Joiner’s first two wells on Daisy Bradford’s farm west of Henderson were failures, but he hoped the third would be the charm. In early October 1930, the Daisy Bradford No. 3 blew in before several thousand excited spectators.

“Hour after hour was spent in persistent swabbing and finally, just as the sun was sinking behind the western hills, with a roar that could be heard for a mile or more, the oil came gushing over the top of the derrick,” Joiner recalled in 1934. “The assembled crowd went wild with enthusiasm as the flood gates of potential wealth were opened and East Texas came into its own.”

Many folks thought Joiner simply had been lucky, that he’d played a hunch and discovered oil.

But Joiner insisted his decision to drill on Daisy Bradford’s farm had followed “many months of painstaking and weary exploratory work, checking surface formations, (and) as much other scientific research as was possible under the strained financial circumstances under which I labored at the time.”

When wells soon came in near Kilgore and Longview, the oil boom was on. What became known as the East Texas Oil Field (covering parts of five counties) turned out to be the biggest field in the United States.

H.L. Hunt bought Joiner’s leases for some $1.3 million, but the two later went to court over the deal. By 1934 Hunt was being sued by his ex-wife for half of his fortune. Reported Time magazine: “‘Dad’ Joiner has been in courts for the better part of the last four years.”

Joiner never found another great field. He died in Dallas on March 27, 1947. He was 87.


Originally called Cyril, the Rusk County area where the Daisy Bradford well came in became known as “Joinerville.” Unlike Dad’s Corner, Joinerville survived and today is home to 140 residents.

Kilgore’s impressive East Texas Oil Museum, located on the campus of Kilgore College at U.S 259 and Ross Avenue, has plenty about “Dad” Joiner and the oil-boom days.

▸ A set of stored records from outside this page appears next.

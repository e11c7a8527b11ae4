//! CLI configuration.
//!
//! Defaults for the `run` command, loadable from `quizrun.toml`. Command-line
//! flags always win over the file.

use std::path::{Path, PathBuf};

use anyhow::{Context, Result};
use serde::{Deserialize, Serialize};

/// Top-level quizrun configuration.
#[derive(Debug, Clone, Serialize, Deserialize)]
pub struct QuizrunConfig {
    /// Default problem file for `run`.
    #[serde(default = "default_problems")]
    pub problems: PathBuf,
    /// Default session time limit in seconds.
    #[serde(default = "default_limit_secs")]
    pub limit_secs: u64,
}

fn default_problems() -> PathBuf {
    PathBuf::from("problems.yaml")
}

fn default_limit_secs() -> u64 {
    10
}

impl Default for QuizrunConfig {
    fn default() -> Self {
        Self {
            problems: default_problems(),
            limit_secs: default_limit_secs(),
        }
    }
}

/// Load config from an explicit path, or `quizrun.toml` in the current
/// directory when present, or fall back to defaults.
pub fn load_config_from(path: Option<&Path>) -> Result<QuizrunConfig> {
    let config_path = if let Some(p) = path {
        if p.exists() {
            Some(p.to_path_buf())
        } else {
            anyhow::bail!("config file not found: {}", p.display());
        }
    } else {
        let local = PathBuf::from("quizrun.toml");
        local.exists().then_some(local)
    };

    match config_path {
        Some(path) => {
            let content = std::fs::read_to_string(&path)
                .with_context(|| format!("failed to read config: {}", path.display()))?;
            toml::from_str(&content)
                .with_context(|| format!("failed to parse config: {}", path.display()))
        }
        None => Ok(QuizrunConfig::default()),
    }
}

#[cfg(test)]
mod tests {
    use super::*;

    #[test]
    fn default_config() {
        let config = QuizrunConfig::default();
        assert_eq!(config.problems, PathBuf::from("problems.yaml"));
        assert_eq!(config.limit_secs, 10);
    }

    #[test]
    fn parse_config_toml() {
        let toml_str = r#"
problems = "sets/capitals.yaml"
limit_secs = 30
"#;
        let config: QuizrunConfig = toml::from_str(toml_str).unwrap();
        assert_eq!(config.problems, PathBuf::from("sets/capitals.yaml"));
        assert_eq!(config.limit_secs, 30);
    }

    #[test]
    fn partial_config_uses_defaults() {
        let config: QuizrunConfig = toml::from_str("limit_secs = 5").unwrap();
        assert_eq!(config.problems, PathBuf::from("problems.yaml"));
        assert_eq!(config.limit_secs, 5);
    }

    #[test]
    fn missing_explicit_config_is_an_error() {
        let result = load_config_from(Some(Path::new("no-such-config.toml")));
        assert!(result.is_err());
    }
}
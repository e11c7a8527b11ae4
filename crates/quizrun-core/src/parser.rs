//! YAML problem file parser.
//!
//! Loads problem sets from YAML files and directories, and validates them.
//!
//! The file format is a single `problems` list:
//!
//! ```yaml
//! problems:
//!   - question: What is the capital of UK
//!     answer: London
//! ```

use std::path::{Path, PathBuf};

use crate::error::LoadError;
use crate::model::ProblemSet;

/// Parse a YAML string into a [`ProblemSet`].
pub fn parse_problems_str(content: &str) -> Result<ProblemSet, serde_yaml::Error> {
    serde_yaml::from_str(content)
}

/// Load a single YAML problem file.
pub fn parse_problem_file(path: &Path) -> Result<ProblemSet, LoadError> {
    let content = std::fs::read_to_string(path).map_err(|source| LoadError::Io {
        path: path.to_path_buf(),
        source,
    })?;

    parse_problems_str(&content).map_err(|source| LoadError::Parse {
        path: path.to_path_buf(),
        source,
    })
}

/// Recursively load all `.yaml`/`.yml` problem files from a directory.
///
/// Unparseable files are skipped with a warning rather than failing the whole
/// load, matching how a directory of mixed sets is expected to behave.
pub fn load_problem_directory(dir: &Path) -> Result<Vec<(PathBuf, ProblemSet)>, LoadError> {
    let mut sets = Vec::new();

    let entries = std::fs::read_dir(dir).map_err(|source| LoadError::Io {
        path: dir.to_path_buf(),
        source,
    })?;

    for entry in entries {
        let entry = entry.map_err(|source| LoadError::Io {
            path: dir.to_path_buf(),
            source,
        })?;
        let path = entry.path();

        if path.is_dir() {
            sets.extend(load_problem_directory(&path)?);
        } else if path
            .extension()
            .is_some_and(|ext| ext == "yaml" || ext == "yml")
        {
            match parse_problem_file(&path) {
                Ok(set) => sets.push((path, set)),
                Err(e) => {
                    tracing::warn!("skipping {}: {}", path.display(), e);
                }
            }
        }
    }

    Ok(sets)
}

/// A warning from problem set validation.
#[derive(Debug, Clone)]
pub struct ValidationWarning {
    /// 1-based problem number (if applicable).
    pub problem: Option<usize>,
    /// Warning message.
    pub message: String,
}

/// Validate a problem set for issues that would make a session pointless.
pub fn validate_problem_set(set: &ProblemSet) -> Vec<ValidationWarning> {
    let mut warnings = Vec::new();

    if set.is_empty() {
        warnings.push(ValidationWarning {
            problem: None,
            message: "problem set is empty".into(),
        });
    }

    let mut seen_questions = std::collections::HashSet::new();
    for (index, problem) in set.iter().enumerate() {
        let number = index + 1;

        if problem.question.trim().is_empty() {
            warnings.push(ValidationWarning {
                problem: Some(number),
                message: "question is empty".into(),
            });
        }

        if problem.answer.is_empty() {
            warnings.push(ValidationWarning {
                problem: Some(number),
                message: "answer is empty".into(),
            });
        } else if problem.answer.trim() != problem.answer {
            // Submitted answers are trimmed before comparison, so a stored
            // answer with surrounding whitespace can never match.
            warnings.push(ValidationWarning {
                problem: Some(number),
                message: "answer has surrounding whitespace and can never be matched".into(),
            });
        }

        if !seen_questions.insert(problem.question.as_str()) {
            warnings.push(ValidationWarning {
                problem: Some(number),
                message: format!("duplicate question: {}", problem.question),
            });
        }
    }

    warnings
}
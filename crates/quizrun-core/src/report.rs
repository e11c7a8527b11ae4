//! Session report type with JSON persistence.

use std::path::Path;

use anyhow::{Context, Result};
use chrono::{DateTime, Utc};
use serde::{Deserialize, Serialize};
use uuid::Uuid;

/// The outcome of one completed (non-aborted) session.
#[derive(Debug, Clone, Serialize, Deserialize)]
pub struct SessionReport {
    /// Unique session identifier.
    pub session_id: Uuid,
    /// When the session started.
    pub started_at: DateTime<Utc>,
    /// Correct answers accumulated.
    pub score: usize,
    /// Problems in the set.
    pub total: usize,
    /// Whether the countdown ended the session before the set was exhausted.
    pub timed_out: bool,
    /// Wall-clock duration of the session in milliseconds.
    pub duration_ms: u64,
}

impl SessionReport {
    /// Save the report as pretty-printed JSON.
    pub fn save_json(&self, path: &Path) -> Result<()> {
        let json = serde_json::to_string_pretty(self).context("failed to serialize report")?;
        if let Some(parent) = path.parent() {
            std::fs::create_dir_all(parent)?;
        }
        std::fs::write(path, json)
            .with_context(|| format!("failed to write report to {}", path.display()))?;
        Ok(())
    }
}

#[cfg(test)]
mod tests {
    use super::*;

    fn sample_report() -> SessionReport {
        SessionReport {
            session_id: Uuid::nil(),
            started_at: Utc::now(),
            score: 1,
            total: 2,
            timed_out: true,
            duration_ms: 1234,
        }
    }

    #[test]
    fn report_serde_roundtrip() {
        let report = sample_report();
        let json = serde_json::to_string(&report).unwrap();
        let deserialized: SessionReport = serde_json::from_str(&json).unwrap();
        assert_eq!(deserialized.score, 1);
        assert_eq!(deserialized.total, 2);
        assert!(deserialized.timed_out);
    }

    #[test]
    fn save_json_creates_parent_dirs() {
        let dir = tempfile::tempdir().unwrap();
        let path = dir.path().join("reports").join("session.json");
        sample_report().save_json(&path).unwrap();

        let content = std::fs::read_to_string(&path).unwrap();
        assert!(content.contains("\"score\": 1"));
    }
}
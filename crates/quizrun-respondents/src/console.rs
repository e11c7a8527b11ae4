//! Interactive console respondent.

use async_trait::async_trait;

use quizrun_core::error::RespondentError;
use quizrun_core::traits::Respondent;

/// A respondent backed by stdout/stdin: the human at the terminal.
#[derive(Debug, Default)]
pub struct ConsoleRespondent;

impl ConsoleRespondent {
    pub fn new() -> Self {
        Self
    }
}

#[async_trait]
impl Respondent for ConsoleRespondent {
    fn name(&self) -> &str {
        "console"
    }

    fn display(&self, text: &str) {
        println!("{text}");
    }

    async fn read_answer(&self) -> Result<String, RespondentError> {
        // The blocking stdin read runs off the async runtime. If the session
        // countdown wins the race first, the abandoned task keeps waiting on
        // stdin until process exit.
        let (bytes, line) = tokio::task::spawn_blocking(|| {
            let mut line = String::new();
            let bytes = std::io::stdin().read_line(&mut line)?;
            Ok::<_, std::io::Error>((bytes, line))
        })
        .await
        .map_err(|e| RespondentError::TaskFailed(e.to_string()))??;

        if bytes == 0 {
            tracing::debug!("stdin closed");
            return Err(RespondentError::Eof);
        }

        Ok(line)
    }
}
//! quizrun CLI — the user-facing command-line interface.

use std::path::PathBuf;
use std::process;

use clap::{Parser, Subcommand};

mod commands;
mod config;

#[derive(Parser)]
#[command(name = "quizrun", version, about = "Timed command-line quiz runner")]
struct Cli {
    #[command(subcommand)]
    command: Commands,
}

#[derive(Subcommand)]
enum Commands {
    /// Run a quiz session
    Run {
        /// Path to the YAML problem file
        #[arg(long)]
        problems: Option<PathBuf>,

        /// Session time limit in seconds
        #[arg(long)]
        limit: Option<u64>,

        /// Comma-separated scripted answers (answers the quiz without a console)
        #[arg(long)]
        answers: Option<String>,

        /// Write the session report as JSON to this path
        #[arg(long)]
        report: Option<PathBuf>,

        /// Config file path
        #[arg(long)]
        config: Option<PathBuf>,
    },

    /// Validate problem files
    Validate {
        /// Path to a problem file or directory
        #[arg(long)]
        problems: PathBuf,
    },

    /// Show the problems in a file
    List {
        /// Path to the YAML problem file
        #[arg(long)]
        problems: PathBuf,
    },

    /// Create a starter config and example problem file
    Init,
}

#[tokio::main]
async fn main() {
    tracing_subscriber::fmt()
        .with_env_filter(
            tracing_subscriber::EnvFilter::from_default_env()
                .add_directive("quizrun=info".parse().unwrap()),
        )
        .init();

    let cli = Cli::parse();

    let result = match cli.command {
        Commands::Run {
            problems,
            limit,
            answers,
            report,
            config,
        } => commands::run::execute(problems, limit, answers, report, config).await,
        Commands::Validate { problems } => commands::validate::execute(problems),
        Commands::List { problems } => commands::list::execute(problems),
        Commands::Init => commands::init::execute(),
    };

    if let Err(e) = result {
        eprintln!("Error: {e:#}");
        process::exit(1);
    }
}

In October 1980, the East Texas Oil Museum was donated to Kilgore College by Placid Oil Co. It’s considered one of the premier petroleum museums in the nation.

Visit for more information. The museum is open 10 a.m. to 5 p.m. Wednesday through Saturday and closed on Sundays, Mondays and Tuesdays.

Then there is Joinerville’s Gaston Museum

Located on Texas 64 six miles west of Henderson, the museum has a large collection of boom-era exhibits, memorabilia and historic structures. The Gaston Museum is open 10 a.m. to 4 p.m. Thursdays and Fridays, and from 10 a.m. to 1 p.m. on Saturdays.